use std::sync::atomic::{AtomicBool, AtomicUsize, Ordering};
use std::sync::Arc;

use parking_lot::RwLock;

use crate::container::SignalSourceContainer;
use crate::region::{OrganizedRegion, RegionCache, RegionCacheManager, RegionSegment};
use crate::variant::DataVariant;

/// Default number of cached regions a region-organizing processor
/// keeps before evicting; mirrors the "modest LRU, not a byte budget"
/// sizing used elsewhere in this crate's cache manager.
pub const DEFAULT_CACHE_CAPACITY: usize = 64;

/// Shared state composed by every region-organizing processor: a cache
/// manager, the materialized region list, and the active-region cursor.
pub struct RegionProcessorBase {
    pub cache_manager: RegionCacheManager,
    pub organized_regions: RwLock<Vec<OrganizedRegion>>,
    pub current_region_index: AtomicUsize,
    pub processing: AtomicBool,
}

impl RegionProcessorBase {
    pub fn new(cache_capacity: usize) -> Self {
        Self {
            cache_manager: RegionCacheManager::new(cache_capacity.max(1)),
            organized_regions: RwLock::new(Vec::new()),
            current_region_index: AtomicUsize::new(0),
            processing: AtomicBool::new(false),
        }
    }

    pub fn organized_regions(&self) -> Vec<OrganizedRegion> {
        self.organized_regions.read().clone()
    }

    pub fn current_region_index(&self) -> usize {
        self.current_region_index.load(Ordering::Acquire)
    }

    pub fn set_current_region_index(&self, index: usize) {
        self.current_region_index.store(index, Ordering::Release);
    }

    /// Caches `data` for `segment` only when its volume is at most 10%
    /// of the cache's capacity; a segment larger than that would thrash
    /// the LRU set for every other consumer of the cache.
    pub fn cache_region_if_needed(&self, segment: &RegionSegment, data: Vec<DataVariant>) {
        let budget = (self.cache_manager.max_size() / 10).max(1);
        if segment.get_total_elements() as usize <= budget {
            self.cache_manager.cache_region(RegionCache::new(data, segment.source_region.clone()));
        }
    }

    pub fn find_region_for_position(&self, position: &[u64]) -> Option<usize> {
        self.organized_regions.read().iter().position(|r| r.contains_position(position))
    }

    /// Enumerates every region in every group attached to `container`,
    /// wraps each as a single-segment `OrganizedRegion`, carries over
    /// the group's transition/selection policy and attributes, and
    /// sorts the result by the first dimension of each segment's start
    /// coordinate.
    pub fn organize_from_groups(&self, container: &Arc<dyn SignalSourceContainer>) {
        let mut regions = Vec::new();
        for group in container.get_all_region_groups() {
            for (index, region) in group.regions.iter().enumerate() {
                let mut organized = OrganizedRegion::new(group.name.clone(), index);
                organized.transition_type = group.transition_type;
                organized.transition_duration_ms = group.get_region_transition(index);
                organized.selection_pattern = group.selection_pattern;
                for (key, value) in &group.attributes {
                    organized.attributes.insert(key.clone(), value.clone());
                }
                let segment = RegionSegment::new(region.clone());
                organized.current_position = segment.start_coordinates().to_vec();
                organized.segments.push(segment);
                regions.push(organized);
            }
        }
        regions.sort_by_key(|r| r.segments.first().map(|s| s.start_coordinates()[0]).unwrap_or(0));
        *self.organized_regions.write() = regions;
    }
}

#[cfg(test)]
mod tests {
    use super::*;
    use crate::container::audio::AudioStreamContainer;
    use crate::region::{Region, RegionGroup};
    use crate::structure::Organization;

    #[test]
    fn organizes_every_region_in_every_group_sorted_by_start() {
        let data = vec![DataVariant::F64((0..20).map(|x| x as f64).collect())];
        let container: Arc<dyn SignalSourceContainer> =
            Arc::new(AudioStreamContainer::new(Organization::Interleaved, 10, 2, data, 48_000.0).unwrap());

        let mut group = RegionGroup::new("g");
        group.add_region(Region::time_span(5, 9, 2));
        group.add_region(Region::time_span(0, 4, 2));
        container.add_region_group(group);

        let base = RegionProcessorBase::new(8);
        base.organize_from_groups(&container);
        let regions = base.organized_regions();
        assert_eq!(regions.len(), 2);
        assert_eq!(regions[0].segments[0].start_coordinates()[0], 0);
        assert_eq!(regions[1].segments[0].start_coordinates()[0], 5);
    }
}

__________________________________________________

* _Task goal_: Reproduce the entries above exactly, but only the lines between the line holding "self.current_region_index.load(Ordering::Acquire)" and the line holding "let budget = (self.cache_manager.max_size()", inclusive.

* _Exercise output_:
        self.current_region_index.load(Ordering::Acquire)
    }

    pub fn set_current_region_index(&self, index: usize) {
        self.current_region_index.store(index, Ordering::Release);
    }

    /// Caches `data` for `segment` only when its volume is at most 10%
    /// of the cache's capacity; a segment larger than that would thrash
    /// the LRU set for every other consumer of the cache.
    pub fn cache_region_if_needed(&self, segment: &RegionSegment, data: Vec<DataVariant>) {
        let budget = (self.cache_manager.max_size() / 10).max(1);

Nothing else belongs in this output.